- TASK INSTRUCTIONS -
Please give the listing again in its entirety, exactly as written.

┌──

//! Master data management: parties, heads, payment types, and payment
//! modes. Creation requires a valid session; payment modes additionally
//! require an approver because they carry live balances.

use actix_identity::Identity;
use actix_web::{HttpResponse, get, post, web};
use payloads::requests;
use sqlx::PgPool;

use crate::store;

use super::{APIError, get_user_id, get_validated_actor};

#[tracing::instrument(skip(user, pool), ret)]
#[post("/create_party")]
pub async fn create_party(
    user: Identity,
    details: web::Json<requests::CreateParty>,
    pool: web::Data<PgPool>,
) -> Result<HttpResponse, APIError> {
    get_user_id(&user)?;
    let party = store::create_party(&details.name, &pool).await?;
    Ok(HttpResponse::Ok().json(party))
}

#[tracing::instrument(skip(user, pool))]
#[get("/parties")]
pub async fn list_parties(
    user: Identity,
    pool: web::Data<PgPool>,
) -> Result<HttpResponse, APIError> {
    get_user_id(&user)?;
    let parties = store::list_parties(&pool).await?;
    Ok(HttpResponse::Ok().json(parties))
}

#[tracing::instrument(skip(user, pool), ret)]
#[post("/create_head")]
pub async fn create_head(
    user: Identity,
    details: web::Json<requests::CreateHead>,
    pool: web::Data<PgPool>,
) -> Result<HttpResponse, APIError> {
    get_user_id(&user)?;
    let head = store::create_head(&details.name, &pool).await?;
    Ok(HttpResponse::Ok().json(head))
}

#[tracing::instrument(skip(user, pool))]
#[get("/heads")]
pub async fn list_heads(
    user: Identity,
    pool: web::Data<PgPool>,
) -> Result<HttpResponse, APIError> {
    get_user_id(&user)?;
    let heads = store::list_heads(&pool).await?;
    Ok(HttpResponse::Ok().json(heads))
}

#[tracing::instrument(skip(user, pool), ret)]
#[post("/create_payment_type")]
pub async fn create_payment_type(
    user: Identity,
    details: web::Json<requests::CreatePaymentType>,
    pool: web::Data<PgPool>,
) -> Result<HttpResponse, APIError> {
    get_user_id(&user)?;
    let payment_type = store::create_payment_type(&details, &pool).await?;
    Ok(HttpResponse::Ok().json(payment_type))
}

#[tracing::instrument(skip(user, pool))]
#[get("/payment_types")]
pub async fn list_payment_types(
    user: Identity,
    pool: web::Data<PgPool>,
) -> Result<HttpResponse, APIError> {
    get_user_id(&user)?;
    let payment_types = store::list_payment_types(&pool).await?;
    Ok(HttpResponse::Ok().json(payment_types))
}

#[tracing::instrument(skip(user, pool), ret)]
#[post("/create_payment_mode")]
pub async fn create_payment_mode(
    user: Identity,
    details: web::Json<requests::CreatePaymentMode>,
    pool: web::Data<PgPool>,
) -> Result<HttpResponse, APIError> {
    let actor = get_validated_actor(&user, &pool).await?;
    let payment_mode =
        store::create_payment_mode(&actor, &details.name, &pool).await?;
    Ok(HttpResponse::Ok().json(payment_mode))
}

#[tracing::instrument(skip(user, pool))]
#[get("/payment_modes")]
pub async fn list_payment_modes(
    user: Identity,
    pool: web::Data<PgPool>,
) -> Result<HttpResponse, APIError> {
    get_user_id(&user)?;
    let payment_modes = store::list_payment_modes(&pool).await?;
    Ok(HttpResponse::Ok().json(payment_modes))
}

└──

- OUTPUT FOR THIS TASK -
//! Master data management: parties, heads, payment types, and payment
//! modes. Creation requires a valid session; payment modes additionally
//! require an approver because they carry live balances.

use actix_identity::Identity;
use actix_web::{HttpResponse, get, post, web};
use payloads::requests;
use sqlx::PgPool;

use crate::store;

use super::{APIError, get_user_id, get_validated_actor};

#[tracing::instrument(skip(user, pool), ret)]
#[post("/create_party")]
pub async fn create_party(
    user: Identity,
    details: web::Json<requests::CreateParty>,
    pool: web::Data<PgPool>,
) -> Result<HttpResponse, APIError> {
    get_user_id(&user)?;
    let party = store::create_party(&details.name, &pool).await?;
    Ok(HttpResponse::Ok().json(party))
}

#[tracing::instrument(skip(user, pool))]
#[get("/parties")]
pub async fn list_parties(
    user: Identity,
    pool: web::Data<PgPool>,
) -> Result<HttpResponse, APIError> {
    get_user_id(&user)?;
    let parties = store::list_parties(&pool).await?;
    Ok(HttpResponse::Ok().json(parties))
}

#[tracing::instrument(skip(user, pool), ret)]
#[post("/create_head")]
pub async fn create_head(
    user: Identity,
    details: web::Json<requests::CreateHead>,
    pool: web::Data<PgPool>,
) -> Result<HttpResponse, APIError> {
    get_user_id(&user)?;
    let head = store::create_head(&details.name, &pool).await?;
    Ok(HttpResponse::Ok().json(head))
}

#[tracing::instrument(skip(user, pool))]
#[get("/heads")]
pub async fn list_heads(
    user: Identity,
    pool: web::Data<PgPool>,
) -> Result<HttpResponse, APIError> {
    get_user_id(&user)?;
    let heads = store::list_heads(&pool).await?;
    Ok(HttpResponse::Ok().json(heads))
}

#[tracing::instrument(skip(user, pool), ret)]
#[post("/create_payment_type")]
pub async fn create_payment_type(
    user: Identity,
    details: web::Json<requests::CreatePaymentType>,
    pool: web::Data<PgPool>,
) -> Result<HttpResponse, APIError> {
    get_user_id(&user)?;
    let payment_type = store::create_payment_type(&details, &pool).await?;
    Ok(HttpResponse::Ok().json(payment_type))
}

#[tracing::instrument(skip(user, pool))]
#[get("/payment_types")]
pub async fn list_payment_types(
    user: Identity,
    pool: web::Data<PgPool>,
) -> Result<HttpResponse, APIError> {
    get_user_id(&user)?;
    let payment_types = store::list_payment_types(&pool).await?;
    Ok(HttpResponse::Ok().json(payment_types))
}

#[tracing::instrument(skip(user, pool), ret)]
#[post("/create_payment_mode")]
pub async fn create_payment_mode(
    user: Identity,
    details: web::Json<requests::CreatePaymentMode>,
    pool: web::Data<PgPool>,
) -> Result<HttpResponse, APIError> {
    let actor = get_validated_actor(&user, &pool).await?;
    let payment_mode =
        store::create_payment_mode(&actor, &details.name, &pool).await?;
    Ok(HttpResponse::Ok().json(payment_mode))
}

#[tracing::instrument(skip(user, pool))]
#[get("/payment_modes")]
pub async fn list_payment_modes(
    user: Identity,
    pool: web::Data<PgPool>,
) -> Result<HttpResponse, APIError> {
    get_user_id(&user)?;
    let payment_modes = store::list_payment_modes(&pool).await?;
    Ok(HttpResponse::Ok().json(payment_modes))
}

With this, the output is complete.